Wozzeck is really fun music. Actually, fun is probably not the word, but it's a good experiencw. Try and see a decent production. I like this one, even though it's a bit old now

Alban Berg: Wozzeck [DVD] [2007] [NTSC]: Amazon.co.uk: Alban Berg, Calixto Bieito: DVD & Blu-ray

Lulu is more challenging out of the opera house, though it can be a good night out I think. There's a Lulu suite I think (not totally sure.)

As far as Webern is concerned, the instrumental pieces which I find really enjoyable are the Op. 7 duos and the op 24 concerto. The vocal music, songs, are lovely, there’s a recording with Dorothy Dorow.


----------



## Yabetz (Sep 6, 2021)

For Webern I'd recommend this one. If you read music I'd also recommend getting hold of as many scores as you can and understand what Webern is up to.


----------



## HenryPenfold (Apr 29, 2018)

Lots of good steers so far that I would fully endorse.
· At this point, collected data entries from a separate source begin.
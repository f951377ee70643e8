//! Search provider boundary. The default implementation talks to the Brave
//! web-search API; an unset key degrades to empty results rather than
//! failing the whole research run.

use async_trait::async_trait;
use reqwest::Client;
use serde::{Deserialize, Serialize};
use tokio::time::Duration;
use tracing::{info, warn};

use crate::error::{EngineError, Result};

#[derive(Debug, Clone, Serialize, Deserialize)]
pub struct SearchResult {
    pub title: String,
    pub url: String,
    pub snippet: String,
}

#[async_trait]
pub trait SearchProvider: Send + Sync {
    async fn search(&self, query: &str, max_results: usize) -> Result<Vec<SearchResult>>;
}

const BRAVE_ENDPOINT: &str = "https://api.search.brave.com/res/v1/web/search";
const MAX_PER_REQUEST: usize = 20;

pub struct BraveSearch {
    api_key: String,
    endpoint: String,
    client: Client,
}

impl BraveSearch {
    pub fn new(api_key: &str) -> Self {
        Self {
            api_key: api_key.to_string(),
            endpoint: BRAVE_ENDPOINT.to_string(),
            client: Client::new(),
        }
    }

    #[cfg(test)]
    fn with_endpoint(mut self, endpoint: &str) -> Self {
        self.endpoint = endpoint.to_string();
        self
    }
}

#[derive(Deserialize)]
struct BraveResponse {
    #[serde(default)]
    web: BraveWeb,
}

#[derive(Deserialize, Default)]
struct BraveWeb {
    #[serde(default)]
    results: Vec<BraveResult>,
}

#[derive(Deserialize)]
struct BraveResult {
    #[serde(default)]
    title: String,
    #[serde(default)]
    url: String,
    #[serde(default)]
    description: String,
}

#[async_trait]
impl SearchProvider for BraveSearch {
    async fn search(&self, query: &str, max_results: usize) -> Result<Vec<SearchResult>> {
        if self.api_key.is_empty() {
            warn!("search API key not set, returning no results");
            return Ok(Vec::new());
        }

        info!(query, "running web search");
        let response = self
            .client
            .get(&self.endpoint)
            .timeout(Duration::from_secs(30))
            .header("Accept", "application/json")
            .header("X-Subscription-Token", &self.api_key)
            .query(&[
                ("q", query),
                ("count", &max_results.min(MAX_PER_REQUEST).to_string()),
                ("search_lang", "en"),
                ("safesearch", "moderate"),
            ])
            .send()
            .await
            .map_err(|e| {
                if e.is_timeout() {
                    EngineError::Timeout
                } else {
                    EngineError::Provider(format!("search request failed: {e}"))
                }
            })?;

        let status = response.status();
        if !status.is_success() {
            if status.as_u16() == 429 {
                warn!("search API quota exceeded");
            }
            return Err(EngineError::Provider(format!("search API {status}")));
        }

        let parsed: BraveResponse = response
            .json()
            .await
            .map_err(|e| EngineError::Provider(format!("unparseable search body: {e}")))?;

        let results = parsed
            .web
            .results
            .into_iter()
            .take(max_results)
            .map(|r| SearchResult {
                title: r.title,
                url: r.url,
                snippet: r.description,
            })
            .collect::<Vec<_>>();
        info!(count = results.len(), "search complete");
        Ok(results)
    }
}

#[cfg(test)]
mod tests {
    use super::*;

    #[tokio::test]
    async fn missing_key_degrades_to_empty_results() {
        let s = BraveSearch::new("").with_endpoint("http://127.0.0.1:1/unused");
        let results = s.search("anything", 5).await.unwrap();
        assert!(results.is_empty());
    }
}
I would add this and say no record collection can be without it (IMVHO)


----------



## Kreisler jr (Apr 21, 2021)

I wonder why they felt the need to put the info that the disc was manufactured in Austria but packaged in the Netherlands on a cover sticker?


----------



## HenryPenfold (Apr 29, 2018)

For Webern, I'd strongly recommend this........


----------



## HenryPenfold (Apr 29, 2018)

My favourite Berg vc


----------



## Manxfeeder (Oct 19, 2010)

HenryPenfold said:


> Lots of good steers so far that I would fully endorse.
> 
> I would add this and say no record collection can be without it (IMVHO)
> 
> View attachment 173884


As Penelope said in Joyce's Ulysses, "And yes I said yes I will yes." (I know she was talking about something else, but it fits here also.)


----------



## HenryPenfold (Apr 29, 2018)

I bought this disc when it came out and it's my _current_ go-to for Berg's 3 Orchestral Pieces.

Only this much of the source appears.